## ACTIVITY
Among the records that follow, count the lines where "info" appears, and state the count by itself.

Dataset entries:
BEGIN

//! In-memory RGBA8 surface for software renderers and headless hosts.

use std::any::Any;

use crate::error::PlaybackError;
use crate::render::{Color, DrawContext, Rect, Surface};

/// Tightly packed RGBA8 pixels
#[derive(Clone, Debug, PartialEq)]
pub struct PixelBuffer {
    width: u32,
    height: u32,
    data: Vec<u8>,
}

impl PixelBuffer {
    pub fn new(width: u32, height: u32) -> Self {
        Self {
            width,
            height,
            data: vec![0; width as usize * height as usize * 4],
        }
    }

    #[inline]
    pub fn data(&self) -> &[u8] {
        &self.data
    }

    #[inline]
    pub fn data_mut(&mut self) -> &mut [u8] {
        &mut self.data
    }

    pub fn fill(&mut self, color: Color) {
        for px in self.data.chunks_exact_mut(4) {
            px.copy_from_slice(&[color.r, color.g, color.b, color.a]);
        }
    }

    /// Pixel at `(x, y)`, or `None` outside the buffer
    pub fn pixel(&self, x: u32, y: u32) -> Option<Color> {
        if x >= self.width || y >= self.height {
            return None;
        }
        let i = (y as usize * self.width as usize + x as usize) * 4;
        Some(Color::rgba(
            self.data[i],
            self.data[i + 1],
            self.data[i + 2],
            self.data[i + 3],
        ))
    }
}

impl DrawContext for PixelBuffer {
    fn size(&self) -> (u32, u32) {
        (self.width, self.height)
    }

    fn as_any_mut(&mut self) -> &mut dyn Any {
        self
    }
}

/// Double-buffered surface: renderers draw into the back buffer and
/// `present` copies it to the front.
#[derive(Clone, Debug)]
pub struct BufferSurface {
    back: PixelBuffer,
    front: PixelBuffer,
    presents: u64,
    clears: u64,
}

impl BufferSurface {
    pub fn new(width: u32, height: u32) -> Self {
        Self {
            back: PixelBuffer::new(width, height),
            front: PixelBuffer::new(width, height),
            presents: 0,
            clears: 0,
        }
    }

    /// Last presented frame
    #[inline]
    pub fn front(&self) -> &PixelBuffer {
        &self.front
    }

    #[inline]
    pub fn presents(&self) -> u64 {
        self.presents
    }

    #[inline]
    pub fn clears(&self) -> u64 {
        self.clears
    }
}

impl Surface for BufferSurface {
    fn context(&mut self) -> Result<&mut dyn DrawContext, PlaybackError> {
        Ok(&mut self.back)
    }

    fn bounds(&self) -> Rect {
        Rect::from_size(self.back.width, self.back.height)
    }

    fn clear(&mut self, color: Color) -> Result<(), PlaybackError> {
        self.back.fill(color);
        self.clears += 1;
        Ok(())
    }

    fn present(&mut self) -> Result<(), PlaybackError> {
        self.front.data.copy_from_slice(&self.back.data);
        self.presents += 1;
        Ok(())
    }

    fn resize(&mut self, width: u32, height: u32) {
        self.back = PixelBuffer::new(width, height);
        self.front = PixelBuffer::new(width, height);
    }
}
#[test]
fn freeze_round_trip_does_not_leak_time() {
    let mut h = loaded("one-second", PlayerConfig::default());
    h.player.play().unwrap();
    h.run_ticks(0.25, 1);
    assert_abs_diff_eq!(h.player.fraction(), 0.25, epsilon = 1e-12);

    h.player.freeze().unwrap();
    assert_eq!(h.player.state(), PlaybackState::Frozen);
    assert_eq!(h.player.snapshot().frozen_from, Some(PlaybackState::Playing));
    assert!(!h.time.has_pending());

    h.time.advance(10.0);
    h.player.unfreeze().unwrap();
    assert_eq!(h.player.state(), PlaybackState::Playing);

    let resumed = h.run_ticks(0.0, 1);
    assert_eq!(
        resumed,
        vec![TickOutcome::Skipped {
            fraction: 0.25,
            reason: SkipReason::Unchanged
        }]
    );
    h.run_ticks(0.25, 1);
    assert_abs_diff_eq!(h.player.fraction(), 0.5, epsilon = 1e-12);

    let events = h.recorder.events();
    let freeze = events.iter().find(|e| e.kind == Freeze).unwrap();
    assert_eq!(freeze.payload, EventPayload::Freeze { prior: PlaybackState::Playing });
    let unfreeze = events.iter().find(|e| e.kind == Unfreeze).unwrap();
    assert_eq!(
        unfreeze.payload,
        EventPayload::Unfreeze { restored: PlaybackState::Playing }
    );
}

#[test]
fn freeze_while_paused_restores_paused() {
    let mut h = loaded("one-second", PlayerConfig::default());
    h.player.play().unwrap();
    h.run_ticks(0.25, 1);
    h.player.pause().unwrap();
    h.player.freeze().unwrap();
    h.time.advance(5.0);
    h.player.unfreeze().unwrap();
    assert_eq!(h.player.state(), PlaybackState::Paused);
    assert!(h.player.pending_tick().is_none());

    h.player.play().unwrap();
    h.run_ticks(0.25, 1);
    assert_abs_diff_eq!(h.player.fraction(), 0.5, epsilon = 1e-12);
}
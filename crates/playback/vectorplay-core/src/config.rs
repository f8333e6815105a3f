//! Player configuration.

use serde::{Deserialize, Serialize};

use crate::clock::LoopMode;
use crate::error::PlaybackError;
use crate::render::{Color, FileType};

fn default_rate() -> f64 {
    1.0
}

fn default_width() -> u32 {
    300
}

fn default_height() -> u32 {
    300
}

/// Settings a player starts with. Every field has a default, so a partial JSON
/// object is enough.
#[derive(Clone, Debug, PartialEq, Serialize, Deserialize)]
#[serde(default)]
pub struct PlayerConfig {
    /// Playback rate; negative plays backwards
    #[serde(default = "default_rate")]
    pub rate: f64,
    pub loop_mode: LoopMode,
    /// Plays before stopping in loop/bounce mode (`None` = forever)
    pub loop_count: Option<u32>,
    /// Start playing as soon as a load succeeds
    pub autoplay: bool,
    pub background: Color,
    #[serde(default = "default_width")]
    pub width: u32,
    #[serde(default = "default_height")]
    pub height: u32,
    /// Content type passed to the backend on load
    pub file_type: FileType,
    /// Seconds to hold the boundary frame between loop/bounce passes
    pub intermission: f64,
}

impl Default for PlayerConfig {
    fn default() -> Self {
        Self {
            rate: default_rate(),
            loop_mode: LoopMode::None,
            loop_count: None,
            autoplay: false,
            background: Color::TRANSPARENT,
            width: default_width(),
            height: default_height(),
            file_type: FileType::Json,
            intermission: 0.0,
        }
    }
}

impl PlayerConfig {
    /// Parse and validate a JSON config
    pub fn from_json(json: &str) -> Result<Self, PlaybackError> {
        let config: PlayerConfig = serde_json::from_str(json)?;
        config.validate()?;
        Ok(config)
    }

    pub fn validate(&self) -> Result<(), PlaybackError> {
        if !self.rate.is_finite() {
            return Err(PlaybackError::Config {
                reason: format!("rate must be finite, got {}", self.rate),
            });
        }
        if self.loop_count == Some(0) {
            return Err(PlaybackError::Config {
                reason: "loop_count must be at least 1".to_string(),
            });
        }
        if !(self.intermission.is_finite() && self.intermission >= 0.0) {
            return Err(PlaybackError::Config {
                reason: format!("intermission must be >= 0 seconds, got {}", self.intermission),
            });
        }
        if self.width == 0 || self.height == 0 {
            return Err(PlaybackError::Config {
                reason: format!("surface size {}x{} is empty", self.width, self.height),
            });
        }
        Ok(())
    }

    /// Boundaries a repeating mode crosses before it stops, if limited
    pub fn boundary_limit(&self) -> Option<u64> {
        let count = u64::from(self.loop_count?);
        match self.loop_mode {
            LoopMode::None => None,
            LoopMode::Loop => Some(count),
            LoopMode::Bounce => Some(count * 2),
        }
    }
}
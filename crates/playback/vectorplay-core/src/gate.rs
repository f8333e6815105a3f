//! Draw-or-skip decision for each tick and scrub.

use log::trace;
use serde::{Deserialize, Serialize};

/// Axis-aligned bounds of what a seek changed, as reported by the renderer.
/// `(x0, y0)` is the lower-left corner and `(x1, y1)` the upper-right.
#[derive(Copy, Clone, Debug, Default, PartialEq, Serialize, Deserialize)]
pub struct DamageRect {
    pub x0: f32,
    pub y0: f32,
    pub x1: f32,
    pub y1: f32,
}

impl DamageRect {
    pub const EMPTY: DamageRect = DamageRect {
        x0: 0.0,
        y0: 0.0,
        x1: 0.0,
        y1: 0.0,
    };

    pub fn new(x0: f32, y0: f32, x1: f32, y1: f32) -> Self {
        Self { x0, y0, x1, y1 }
    }

    /// Damage covering a whole `width` x `height` surface
    pub fn full(width: u32, height: u32) -> Self {
        Self::new(0.0, 0.0, width as f32, height as f32)
    }

    #[inline]
    pub fn width(&self) -> f32 {
        self.x1 - self.x0
    }

    #[inline]
    pub fn height(&self) -> f32 {
        self.y1 - self.y0
    }

    /// Positive width and positive height
    #[inline]
    pub fn has_area(&self) -> bool {
        self.x1 > self.x0 && self.y1 > self.y0
    }
}

/// Why a draw was skipped
#[derive(Copy, Clone, Debug, PartialEq, Eq, Serialize, Deserialize)]
pub enum SkipReason {
    /// Fraction did not move
    Unchanged,
    /// Seek reported a zero-area damage rectangle
    NoDamage,
}

#[derive(Copy, Clone, Debug, PartialEq, Eq, Serialize, Deserialize)]
pub enum GateDecision {
    Draw,
    Skip(SkipReason),
}

impl GateDecision {
    #[inline]
    pub fn should_draw(&self) -> bool {
        matches!(self, Self::Draw)
    }
}

/// Decides whether a new fraction needs rasterizing
#[derive(Clone, Debug, Default)]
pub struct RenderGate {
    last_damage: Option<DamageRect>,
    draws: u64,
    skips: u64,
}

impl RenderGate {
    pub fn new() -> Self {
        Self::default()
    }

    /// Cheap pre-check: a trial seek is only worth doing when the fraction moved.
    /// `previous` is `None` before anything was shown.
    #[inline]
    pub fn fraction_changed(previous: Option<f64>, new: f64) -> bool {
        previous != Some(new)
    }

    /// Skip unless the fraction changed and the damage has positive area
    pub fn decide(&mut self, previous: Option<f64>, new: f64, damage: DamageRect) -> GateDecision {
        let decision = if !Self::fraction_changed(previous, new) {
            self.last_damage = None;
            GateDecision::Skip(SkipReason::Unchanged)
        } else {
            self.last_damage = Some(damage);
            if damage.has_area() {
                GateDecision::Draw
            } else {
                GateDecision::Skip(SkipReason::NoDamage)
            }
        };
        self.record(decision);
        trace!("gate {previous:?} -> {new}: {decision:?}");
        decision
    }

    /// Record a skip decided without a trial seek
    pub fn skip_unchanged(&mut self) -> GateDecision {
        let decision = GateDecision::Skip(SkipReason::Unchanged);
        self.last_damage = None;
        self.record(decision);
        decision
    }

    /// Damage seen by the latest decision; `None` is the no-damage marker
    #[inline]
    pub fn last_damage(&self) -> Option<DamageRect> {
        self.last_damage
    }

    #[inline]
    pub fn draws(&self) -> u64 {
        self.draws
    }

    #[inline]
    pub fn skips(&self) -> u64 {
        self.skips
    }

    pub fn reset(&mut self) {
        *self = Self::default();
    }

    fn record(&mut self, decision: GateDecision) {
        match decision {
            GateDecision::Draw => self.draws += 1,
            GateDecision::Skip(_) => self.skips += 1,
        }
    }
}
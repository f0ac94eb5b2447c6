//! Human-readable rendering of a query outcome.
//!
//! Color scheme:
//! - Library headers bold blue, chains dimmed
//! - Definitions green, references yellow, weak bindings magenta
//! - Unresolved dependencies red

use std::io::{self, Write};

use owo_colors::{OwoColorize, Style};

use symtrail_core::report::{NotFoundReport, QueryResult};
use symtrail_core::{Classification, NodeReport, QueryOutcome, SymbolMatch, Tally};

/// Styles for each piece of output; everything is plain when disabled
#[derive(Debug, Clone, Copy)]
pub struct Palette {
    enabled: bool,
}

impl Palette {
    pub fn new(enabled: bool) -> Self {
        Self { enabled }
    }

    fn paint(&self, text: &str, style: Style) -> String {
        if self.enabled {
            text.style(style).to_string()
        } else {
            text.to_string()
        }
    }

    fn header(&self, text: &str) -> String {
        self.paint(text, Style::new().bright_blue().bold())
    }

    fn chain(&self, text: &str) -> String {
        self.paint(text, Style::new().dimmed())
    }

    fn symbol(&self, m: &SymbolMatch) -> String {
        let style = match m.classification {
            Classification::Defined => Style::new().green(),
            Classification::Weak => Style::new().magenta(),
            Classification::Undefined => Style::new().yellow(),
        };
        self.paint(&m.name, style)
    }

    fn warning(&self, text: &str) -> String {
        self.paint(text, Style::new().bright_red())
    }
}

pub fn write_outcome(
    out: &mut impl Write,
    outcome: &QueryOutcome,
    palette: &Palette,
) -> io::Result<()> {
    match outcome {
        QueryOutcome::Found(result) => write_found(out, result, palette),
        QueryOutcome::NotFound(report) => write_not_found(out, report, palette),
    }
}

fn write_found(out: &mut impl Write, result: &QueryResult, palette: &Palette) -> io::Result<()> {
    for node in &result.nodes {
        write_node(out, node, palette)?;
    }
    write_unresolved(out, &result.unresolved, palette)?;
    writeln!(out, "{}", tally_line(&result.tally))
}

fn write_node(out: &mut impl Write, node: &NodeReport, palette: &Palette) -> io::Result<()> {
    writeln!(
        out,
        "{} {} ({})",
        palette.header(&node.display_name),
        node.summary.label(),
        node.canonical_path.display()
    )?;
    writeln!(out, "  via {}", palette.chain(&node.chain.to_string()))?;
    for m in &node.matches {
        writeln!(out, "    {} {}", m.code, palette.symbol(m))?;
    }
    writeln!(out)
}

fn write_unresolved(
    out: &mut impl Write,
    unresolved: &[symtrail_core::graph::UnresolvedDependency],
    palette: &Palette,
) -> io::Result<()> {
    for dep in unresolved {
        writeln!(
            out,
            "{} {} (needed by {})",
            palette.warning("unresolved:"),
            dep.name,
            dep.needed_by.display()
        )?;
    }
    Ok(())
}

fn write_not_found(
    out: &mut impl Write,
    report: &NotFoundReport,
    palette: &Palette,
) -> io::Result<()> {
    writeln!(
        out,
        "{} not found in {} libraries reachable from {}",
        report.pattern,
        report.tally.nodes_visited,
        report.root.display()
    )?;
    write_unresolved(out, &report.unresolved, palette)
}

fn tally_line(tally: &Tally) -> String {
    format!(
        "{} of {} libraries matched: {} defined, {} undefined",
        tally.nodes_matching, tally.nodes_visited, tally.defined, tally.undefined
    )
}
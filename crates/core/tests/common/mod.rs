//! Shared fixtures for integration tests
//!
//! `Fixture` lays out empty library files in a temp directory and answers the
//! collaborator calls from in-memory tables keyed by file name.

#![allow(dead_code)]

use std::collections::HashMap;
use std::fs::File;
use std::path::{Path, PathBuf};

use symtrail_core::tools::{DependencyLister, DirectDependency, LinkerCache, SymbolTableLister};
use symtrail_core::{QueryOptions, SymbolFinder};
use tempfile::TempDir;

pub struct Fixture {
    dir: TempDir,
    deps: HashMap<String, Vec<DirectDependency>>,
    symbols: HashMap<String, Vec<String>>,
}

impl Fixture {
    pub fn new(libs: &[&str]) -> Self {
        let dir = TempDir::new().unwrap();
        for lib in libs {
            File::create(dir.path().join(lib)).unwrap();
        }
        Self {
            dir,
            deps: HashMap::new(),
            symbols: HashMap::new(),
        }
    }

    pub fn depends(mut self, lib: &str, on: &[&str]) -> Self {
        let base = self.dir.path().to_path_buf();
        let entry = self.deps.entry(lib.to_string()).or_default();
        for dep in on {
            entry.push(DirectDependency::resolved(*dep, base.join(dep)));
        }
        self
    }

    pub fn not_found(mut self, lib: &str, name: &str) -> Self {
        self.deps
            .entry(lib.to_string())
            .or_default()
            .push(DirectDependency::unresolved(name));
        self
    }

    pub fn exports(mut self, lib: &str, lines: &[&str]) -> Self {
        self.symbols
            .entry(lib.to_string())
            .or_default()
            .extend(lines.iter().map(|l| l.to_string()));
        self
    }

    pub fn root(&self, lib: &str) -> String {
        self.dir.path().join(lib).to_string_lossy().into_owned()
    }

    pub fn canonical(&self, lib: &str) -> PathBuf {
        self.dir.path().join(lib).canonicalize().unwrap()
    }

    pub fn dir(&self) -> &Path {
        self.dir.path()
    }

    pub fn finder(&self, options: QueryOptions) -> SymbolFinder<'_> {
        SymbolFinder::new(self, self, self, options)
    }
}

fn key(path: &Path) -> String {
    path.file_name()
        .map(|n| n.to_string_lossy().into_owned())
        .unwrap_or_default()
}

impl LinkerCache for Fixture {
    fn resolve_bare_name(&self, name: &str) -> Option<PathBuf> {
        let candidate = self.dir.path().join(name);
        candidate.exists().then_some(candidate)
    }
}

impl DependencyLister for Fixture {
    fn list_direct_dependencies(&self, path: &Path) -> anyhow::Result<Vec<DirectDependency>> {
        Ok(self.deps.get(&key(path)).cloned().unwrap_or_default())
    }
}

impl SymbolTableLister for Fixture {
    fn list_symbol_table(&self, path: &Path, _demangle: bool) -> anyhow::Result<Vec<String>> {
        Ok(self.symbols.get(&key(path)).cloned().unwrap_or_default())
    }
}
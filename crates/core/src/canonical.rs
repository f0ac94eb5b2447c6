//! Library identity canonicalization
//!
//! Every library reference, whether a bare soname like `libc.so.6` or a path
//! like `/usr/lib/libfoo.so -> libfoo.so.1.2`, is reduced to one symlink-free
//! absolute path. That path is the dedup key for the whole traversal.

use std::path::{Path, PathBuf, MAIN_SEPARATOR};

use crate::tools::LinkerCache;

/// Turns library references into canonical absolute paths
pub struct PathCanonicalizer<'a> {
    cache: &'a dyn LinkerCache,
}

impl<'a> PathCanonicalizer<'a> {
    pub fn new(cache: &'a dyn LinkerCache) -> Self {
        Self { cache }
    }

    /// Canonicalize a reference.
    ///
    /// Never fails: a path that cannot be resolved comes back in absolute but
    /// unresolved form. A bare name the cache does not know is resolved
    /// against the working directory like any relative path. The caller
    /// decides what a non-existent result means.
    pub fn canonicalize(&self, reference: &str) -> PathBuf {
        if is_bare_name(reference) {
            if let Some(found) = self.cache.resolve_bare_name(reference) {
                return resolve_path(&found);
            }
        }
        resolve_path(Path::new(reference))
    }

    /// Canonicalize something that is already known to be a path
    pub fn canonicalize_path(&self, path: &Path) -> PathBuf {
        resolve_path(path)
    }
}

/// A bare name has no directory component at all
fn is_bare_name(reference: &str) -> bool {
    !reference.contains(MAIN_SEPARATOR) && !reference.contains('/')
}

fn resolve_path(path: &Path) -> PathBuf {
    std::fs::canonicalize(path)
        .or_else(|_| std::path::absolute(path))
        .unwrap_or_else(|_| path.to_path_buf())
}
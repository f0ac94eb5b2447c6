use std::io::{self, IsTerminal, Write};
use std::path::PathBuf;
use std::process::ExitCode;

use anyhow::Context;
use clap::{ArgAction, Parser, ValueEnum};
use tracing::debug;
use tracing_subscriber::EnvFilter;

use symtrail_core::{find_symbol, PatternKind, QueryOptions, QueryOutcome, SymbolPattern, ToolPaths};

mod render;

use render::Palette;

/// symtrail - find which library in a dependency closure provides a symbol
#[derive(Parser, Debug)]
#[command(name = "symtrail")]
#[command(version)] // Auto-pull version from Cargo.toml
#[command(
    about = "Find which shared library in a binary's dependency closure defines or references a symbol",
    long_about = None
)]
struct Cli {
    /// Root executable or shared library (path or bare soname)
    root: String,

    /// Symbol pattern (literal substring unless --regex or --glob)
    pattern: String,

    /// Treat PATTERN as a regular expression
    #[arg(short = 'E', long, conflicts_with = "glob")]
    regex: bool,

    /// Treat PATTERN as a shell glob matched against the whole name
    #[arg(short = 'G', long)]
    glob: bool,

    /// Demangle C++ symbol names before matching
    #[arg(short = 'C', long)]
    demangle: bool,

    /// Worker threads for dependency and symbol lookups (default: one per CPU)
    #[arg(short, long, value_name = "N")]
    jobs: Option<usize>,

    /// Print the result as JSON
    #[arg(long)]
    json: bool,

    /// When to color the output
    #[arg(long, value_enum, default_value_t = ColorChoice::Auto)]
    color: ColorChoice,

    /// More log output (-v info, -vv debug, -vvv trace)
    #[arg(short, long, action = ArgAction::Count, conflicts_with = "quiet")]
    verbose: u8,

    /// Only log errors
    #[arg(short, long)]
    quiet: bool,

    /// `nm` program
    #[arg(long, env = "SYMTRAIL_NM", default_value = "nm")]
    nm: PathBuf,

    /// `readelf` program
    #[arg(long, env = "SYMTRAIL_READELF", default_value = "readelf")]
    readelf: PathBuf,

    /// `ldd` program
    #[arg(long, env = "SYMTRAIL_LDD", default_value = "ldd")]
    ldd: PathBuf,

    /// `ldconfig` program
    #[arg(long, env = "SYMTRAIL_LDCONFIG", default_value = "ldconfig")]
    ldconfig: PathBuf,
}

#[derive(Debug, Clone, Copy, PartialEq, Eq, ValueEnum)]
enum ColorChoice {
    Auto,
    Always,
    Never,
}

impl Cli {
    fn pattern_kind(&self) -> PatternKind {
        if self.regex {
            PatternKind::Regex
        } else if self.glob {
            PatternKind::Glob
        } else {
            PatternKind::Literal
        }
    }

    fn options(&self) -> QueryOptions {
        QueryOptions {
            demangle: self.demangle,
            jobs: self.jobs,
        }
    }

    fn tools(&self) -> ToolPaths {
        ToolPaths {
            nm: self.nm.clone(),
            readelf: self.readelf.clone(),
            ldd: self.ldd.clone(),
            ldconfig: self.ldconfig.clone(),
        }
    }

    fn log_level(&self) -> &'static str {
        if self.quiet {
            return "error";
        }
        match self.verbose {
            0 => "warn",
            1 => "info",
            2 => "debug",
            _ => "trace",
        }
    }

    fn use_color(&self) -> bool {
        match self.color {
            ColorChoice::Always => true,
            ColorChoice::Never => false,
            ColorChoice::Auto => {
                std::env::var_os("NO_COLOR").is_none() && io::stdout().is_terminal()
            }
        }
    }
}

/// Logs go to stderr; `RUST_LOG` overrides the verbosity flags
fn init_logging(level: &str) {
    let filter = EnvFilter::try_from_default_env().unwrap_or_else(|_| EnvFilter::new(level));
    tracing_subscriber::fmt()
        .with_env_filter(filter)
        .with_writer(io::stderr)
        .with_target(false)
        .init();
}

fn run(cli: &Cli) -> anyhow::Result<QueryOutcome> {
    let pattern = SymbolPattern::new(&cli.pattern, cli.pattern_kind())?;
    debug!(tools = ?cli.tools(), options = ?cli.options(), "starting query");
    let outcome = find_symbol(&cli.root, &pattern, &cli.tools(), &cli.options())
        .with_context(|| format!("searching the dependencies of {}", cli.root))?;

    let stdout = io::stdout();
    let mut out = stdout.lock();
    if cli.json {
        serde_json::to_writer_pretty(&mut out, &outcome)?;
        writeln!(out)?;
    } else {
        render::write_outcome(&mut out, &outcome, &Palette::new(cli.use_color()))?;
    }
    Ok(outcome)
}

fn main() -> ExitCode {
    let cli = Cli::parse();
    init_logging(cli.log_level());

    match run(&cli) {
        Ok(outcome) if outcome.is_found() => ExitCode::SUCCESS,
        Ok(_) => ExitCode::from(1),
        Err(err) => {
            eprintln!("symtrail: error: {:#}", err);
            ExitCode::from(2)
        }
    }
}
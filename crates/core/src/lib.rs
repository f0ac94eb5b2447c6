//! symtrail core library
//!
//! Finds which shared libraries in the dynamic-dependency closure of a root
//! binary define, weakly define, or reference a symbol, and how each of them
//! was reached from the root.
//!
//! ```no_run
//! use symtrail_core::{find_symbol, QueryOptions, SymbolPattern, ToolPaths};
//!
//! # fn main() -> Result<(), symtrail_core::FindError> {
//! let outcome = find_symbol(
//!     "/usr/bin/python3",
//!     &SymbolPattern::literal("PyList_New"),
//!     &ToolPaths::default(),
//!     &QueryOptions::default(),
//! )?;
//! println!("searched {} libraries", outcome.tally().nodes_visited);
//! # Ok(())
//! # }
//! ```

pub mod canonical;
pub mod chain;
pub mod config;
pub mod error;
pub mod finder;
pub mod graph;
pub mod pattern;
pub mod query;
pub mod report;
pub mod symbol;
pub mod tools;
pub mod traversal;

#[cfg(test)]
mod fixtures;

// Re-export commonly used types
pub use chain::Chain;
pub use config::{QueryOptions, ToolPaths};
pub use error::FindError;
pub use finder::{find_symbol, SymbolFinder};
pub use graph::{DependencyGraph, LibraryNode};
pub use pattern::{PatternKind, SymbolPattern};
pub use query::SymbolMatch;
pub use report::{NodeReport, NotFoundReport, QueryOutcome, QueryResult, Summary, Tally};
pub use symbol::{Classification, Presence};
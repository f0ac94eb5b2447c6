//! Discovery chain reconstruction
//!
//! A chain is the root-first list of display names along the spanning-tree
//! path to a node. When a library is reachable through several parents only
//! the first-discovered path exists in the tree, so the chain is *a* way the
//! library was reached, not the only one.

use petgraph::stable_graph::NodeIndex;
use serde::Serialize;
use std::fmt;

use crate::graph::DependencyGraph;

/// Separator used when a chain is displayed
pub const CHAIN_SEPARATOR: &str = " > ";

/// Root-first sequence of library display names
#[derive(Debug, Clone, PartialEq, Eq, Serialize)]
#[serde(transparent)]
pub struct Chain(pub Vec<String>);

impl Chain {
    pub fn names(&self) -> &[String] {
        &self.0
    }

    pub fn len(&self) -> usize {
        self.0.len()
    }

    pub fn is_empty(&self) -> bool {
        self.0.is_empty()
    }
}

impl fmt::Display for Chain {
    fn fmt(&self, f: &mut fmt::Formatter<'_>) -> fmt::Result {
        f.write_str(&self.0.join(CHAIN_SEPARATOR))
    }
}

/// Walk parent links from `idx` up to the root and return the chain.
///
/// Bounded by the node count, so a corrupted parent map cannot loop forever.
pub fn reconstruct(graph: &DependencyGraph, idx: NodeIndex) -> Chain {
    let mut names = Vec::new();
    let mut current = Some(idx);
    while let Some(node_idx) = current {
        if names.len() > graph.node_count() {
            break;
        }
        if let Some(node) = graph.node(node_idx) {
            names.push(node.display_name.clone());
        }
        current = graph.parent(node_idx);
    }
    names.reverse();
    Chain(names)
}

#[cfg(test)]
mod tests {
    use super::*;
    use crate::graph::LibraryNode;
    use std::path::PathBuf;

    fn lib(path: &str) -> LibraryNode {
        LibraryNode::new(PathBuf::from(path))
    }

    #[test]
    fn test_root_chain_is_itself() {
        let graph = DependencyGraph::new(lib("/bin/R"));
        let chain = reconstruct(&graph, graph.root());
        assert_eq!(chain.names(), &["R".to_string()]);
        assert_eq!(chain.to_string(), "R");
    }

    #[test]
    fn test_chain_root_first() {
        let mut graph = DependencyGraph::new(lib("/bin/R"));
        let a = graph.insert_if_absent(graph.root(), lib("/lib/A")).unwrap();
        let c = graph.insert_if_absent(a, lib("/lib/C")).unwrap();

        let chain = reconstruct(&graph, c);
        assert_eq!(chain.to_string(), "R > A > C");
        assert_eq!(chain.len(), 3);
    }

    #[test]
    fn test_chain_ignores_shared_edges() {
        let mut graph = DependencyGraph::new(lib("/bin/R"));
        let root = graph.root();
        let x = graph.insert_if_absent(root, lib("/lib/X")).unwrap();
        let y = graph.insert_if_absent(root, lib("/lib/Y")).unwrap();
        let z = graph.insert_if_absent(x, lib("/lib/Z")).unwrap();
        graph.insert_if_absent(y, lib("/lib/Z"));

        assert_eq!(reconstruct(&graph, z).to_string(), "R > X > Z");
    }

    #[test]
    fn test_reconstruct_is_repeatable() {
        let mut graph = DependencyGraph::new(lib("/bin/R"));
        let a = graph.insert_if_absent(graph.root(), lib("/lib/A")).unwrap();

        assert_eq!(reconstruct(&graph, a), reconstruct(&graph, a));
    }

    #[test]
    fn test_chain_serializes_as_list() {
        let chain = Chain(vec!["R".into(), "A".into()]);
        assert_eq!(serde_json::to_string(&chain).unwrap(), r#"["R","A"]"#);
    }
}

END

## ANSWER TO THIS EXERCISE
2